In regione Lombardia si è insediata la nuova Commissione sviluppo sanità presieduta da Umberto Veronesi di cui fanno parte anche l’ex ministro Girolamo Sirchia e il medico di Silvio Berlusconi, Alberto Zangrillo. Si tratta, ha spiegato il governatore Roberto Maroni, di un organo che dovrà monitorare l’efficienza del sistema socio-sanitario regionale: “La commissione sviluppo sanità sarà composta da 12 personalità di prestigio ed esperienza del mondo della sanità. È una commissione indipendente, i cui componenti lavoreranno a titolo gratuito che durerà per tutta la legislatura“.

Aspetto di sapere i nomi dei restanti componenti ma ho paura che siano anche loro “vecchi” e “poco indipendenti”. Insomma “nulla di nuovo sotto il cielo della politica e della sanità”. Non credo assolutamente di avere i titoli per partecipare a questo “parterre de roi” ma mi preme comunque ricordare a loro, oltre che all’opposizione a cui è demandato democraticamente il compito di controllare, che uno degli argomenti più urgenti, per risparmiare soldi in questo momento di crisi, è di informatizzare la sanità. Ricordo che a settembre butteremo la nostra carta regionale dei servizi, che ci è costata in dieci anni 1,5 miliardi di euro senza mai essere “partita, per sostituirla con una nazionale (sempre controllata, come quella regionale, da Lombardia Informatica). Consiglio invece alla Commissione di valutare lo spostamento reale della gestione dei dati sanitari dalle Istituzioni (con perdita enorme di soldi pubblici) al paziente con History Health.

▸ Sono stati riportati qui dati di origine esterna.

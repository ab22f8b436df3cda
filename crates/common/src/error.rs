//! Error types shared across Stage crates.

use std::path::PathBuf;

/// Top-level error type for Stage operations.
#[derive(Debug, thiserror::Error)]
pub enum StageError {
    #[error("Render error: {message}")]
    Render { message: String },

    #[error("Design error: {message}")]
    Design { message: String },

    #[error("Font error: {message}")]
    Font { message: String },

    #[error("Configuration error: {message}")]
    Config { message: String },

    #[error("File not found: {path}")]
    FileNotFound { path: PathBuf },

    #[error(transparent)]
    Io(#[from] std::io::Error),
}

/// Result type alias using StageError.
pub type StageResult<T> = Result<T, StageError>;

impl StageError {
    pub fn render(msg: impl Into<String>) -> Self {
        Self::Render {
            message: msg.into(),
        }
    }

    pub fn design(msg: impl Into<String>) -> Self {
        Self::Design {
            message: msg.into(),
        }
    }

    pub fn font(msg: impl Into<String>) -> Self {
        Self::Font {
            message: msg.into(),
        }
    }

    pub fn config(msg: impl Into<String>) -> Self {
        Self::Config {
            message: msg.into(),
        }
    }
}

#[cfg(test)]
mod tests {
    use super::*;

    #[test]
    fn test_render_error_message() {
        let err = StageError::render("surface too large");
        assert_eq!(err.to_string(), "Render error: surface too large");
    }

    #[test]
    fn test_io_error_is_transparent() {
        let io = std::io::Error::new(std::io::ErrorKind::NotFound, "gone");
        let err: StageError = io.into();
        assert_eq!(err.to_string(), "gone");
    }
}
//! Stage Common Utilities
//!
//! Shared infrastructure for all Stage crates:
//! - Error types and result aliases
//! - Timing utilities for per-stage export measurements
//! - Tracing/logging initialization
//! - Configuration loading

pub mod config;
pub mod error;
pub mod logging;
pub mod timing;

pub use config::*;
pub use error::*;
pub use timing::*;
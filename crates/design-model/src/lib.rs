//! Stage Design Model
//!
//! Defines the data contracts shared by the editor snapshot and the export
//! pipeline:
//! - **Colors:** tagged color values, resolved once at authoring time
//! - **Backgrounds:** solid, gradient, or image fills plus the named palette
//! - **Overlays:** positioned, styled text drawn above the background
//! - **Export:** output format, quality, scale, and logical dimensions
//! - **Scene:** serializable description of the user's image layers
//!
//! Overlay positions are percentages of the card size so a design renders
//! identically at every output resolution.

pub mod aspect;
pub mod background;
pub mod color;
pub mod design;
pub mod export;
pub mod overlay;
pub mod palette;
pub mod scene;

pub use aspect::*;
pub use background::*;
pub use color::*;
pub use design::*;
pub use export::*;
pub use overlay::*;
pub use scene::*;
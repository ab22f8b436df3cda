//! Registry of exportable targets and their exclusive-export locks.

use std::collections::HashMap;
use std::sync::{Arc, Mutex};

use tokio::sync::Mutex as AsyncMutex;

/// Maps target ids to per-target locks. Exports of one target serialize;
/// different targets proceed independently.
#[derive(Debug, Default)]
pub struct TargetRegistry {
    targets: Mutex<HashMap<String, Arc<AsyncMutex<()>>>>,
}

impl TargetRegistry {
    pub fn new() -> Self {
        Self::default()
    }

    /// Register a target. Re-registering keeps the existing lock.
    pub fn register(&self, id: impl Into<String>) {
        self.guard().entry(id.into()).or_default();
    }

    pub fn unregister(&self, id: &str) -> bool {
        self.guard().remove(id).is_some()
    }

    pub fn contains(&self, id: &str) -> bool {
        self.guard().contains_key(id)
    }

    pub fn len(&self) -> usize {
        self.guard().len()
    }

    pub fn is_empty(&self) -> bool {
        self.guard().is_empty()
    }

    /// The lock for `id`, if registered.
    pub fn lock_for(&self, id: &str) -> Option<Arc<AsyncMutex<()>>> {
        self.guard().get(id).cloned()
    }

    fn guard(&self) -> std::sync::MutexGuard<'_, HashMap<String, Arc<AsyncMutex<()>>>> {
        self.targets.lock().unwrap_or_else(|poisoned| poisoned.into_inner())
    }
}
//! Combines the background and scene passes.

use image::imageops;

use crate::surface::RasterSurface;

#[derive(Debug, Clone, Copy, Default)]
pub struct Compositor;

impl Compositor {
    /// Draw `vector` over `background` with source-over alpha.
    ///
    /// # Panics
    ///
    /// Both passes are sized from the same options; differing sizes are a bug.
    pub fn composite(mut background: RasterSurface, vector: &RasterSurface) -> RasterSurface {
        assert_eq!(
            background.dimensions(),
            vector.dimensions(),
            "background and scene surfaces must match"
        );
        imageops::overlay(background.image_mut(), vector.image(), 0, 0);
        background
    }
}

#[cfg(test)]
mod tests {
    use super::*;
    use image::{Rgba, RgbaImage};

    #[test]
    fn test_transparent_vector_keeps_background() {
        let bg = RasterSurface::from_image(RgbaImage::from_pixel(4, 4, Rgba([1, 2, 3, 255])));
        let fg = RasterSurface::from_image(RgbaImage::new(4, 4));
        let out = Compositor::composite(bg, &fg);
        assert!(out.image().pixels().all(|p| p.0 == [1, 2, 3, 255]));
    }

    #[test]
    fn test_opaque_vector_covers_background() {
        let bg = RasterSurface::from_image(RgbaImage::from_pixel(4, 4, Rgba([1, 2, 3, 255])));
        let mut top = RgbaImage::new(4, 4);
        top.put_pixel(1, 1, Rgba([200, 0, 0, 255]));
        let out = Compositor::composite(bg, &RasterSurface::from_image(top));
        assert_eq!(out.pixel(1, 1), [200, 0, 0, 255]);
        assert_eq!(out.pixel(0, 0), [1, 2, 3, 255]);
    }

    #[test]
    #[should_panic(expected = "must match")]
    fn test_size_mismatch_panics() {
        let bg = RasterSurface::from_image(RgbaImage::new(4, 4));
        let fg = RasterSurface::from_image(RgbaImage::new(5, 4));
        let _ = Compositor::composite(bg, &fg);
    }
}
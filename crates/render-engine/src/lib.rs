//! Stage Render Engine
//!
//! Export pipeline that turns a card design plus its scene graph into a
//! single encoded image with the watermark on top.
//!
//! # Pipeline Architecture
//!
//! ```text
//! background config ──┐
//! border radius ──────┼── StyleNormalizer ── BackgroundRasterizer
//! text overlays ──────┘                             │
//!                                                   ├── Compositor
//! scene graph ────────── VectorLayerRasterizer ─────┘      │
//!   (minus layers[0])                                      ├── Watermarker
//!                                                          │
//!                                                          ▼
//!                                                   Encode (PNG/JPEG)
//!                                                          │
//!                                                          ▼
//!                                                data URL + blob
//! ```
//!
//! Exports of one target are serialized through [`TargetRegistry`]; every
//! suspension point is raced against a [`CancelToken`].

pub mod assets;
pub mod background;
pub mod cancel;
pub mod compositor;
pub mod encode;
pub mod error;
pub mod export;
pub mod normalize;
pub mod scene;
pub mod style;
pub mod surface;
pub mod targets;
pub mod text;
pub mod vector;
pub mod watermark;

pub use assets::{FsImageSource, ImageSource, MemoryImageSource};
pub use background::{BackgroundRasterizer, BackgroundSnapshot};
pub use cancel::CancelToken;
pub use compositor::Compositor;
pub use encode::{decode_data_url, DataUrl};
pub use error::ExportError;
pub use export::*;
pub use normalize::StyleNormalizer;
pub use scene::{LayerId, SceneGraph, SceneRasterRequest, Stage, StageLayer, StageNode};
pub use surface::RasterSurface;
pub use targets::TargetRegistry;
pub use text::FontBook;
pub use vector::VectorLayerRasterizer;
pub use watermark::{Corner, MarkRegion, WatermarkPolicy, Watermarker};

In History Health possono essere anche memorizzate eventuali cartelle cliniche elettroniche che possono far scendere i costi sanitari fino al 3% diminuendo gli errori medici e la duplicazione delle procedure. Lo ha dimostrato uno studio pubblicato dalla rivista Annals of Internal Medicine dell’università del Michigan. Per la ricerca sono stati analizzati i costi riportati dalle assicurazioni in tre comunità del Massachussets che avevano adottato la cartella elettronica e in sei che non l’avevano tra il 2005 e il 2009. Nel periodo considerato, la spesa sanitaria è aumentata in entrambi i gruppi, ma le zone con la cartella elettronica hanno visto un aumento inferiore del 3%, soprattutto dovuto alle spese per test radiologici.

Se la Commissione, o l’opposizione, dovesse aver bisogno di chiarimenti sono disponibile a spiegare il semplice progetto gestionale per un salutare risparmio.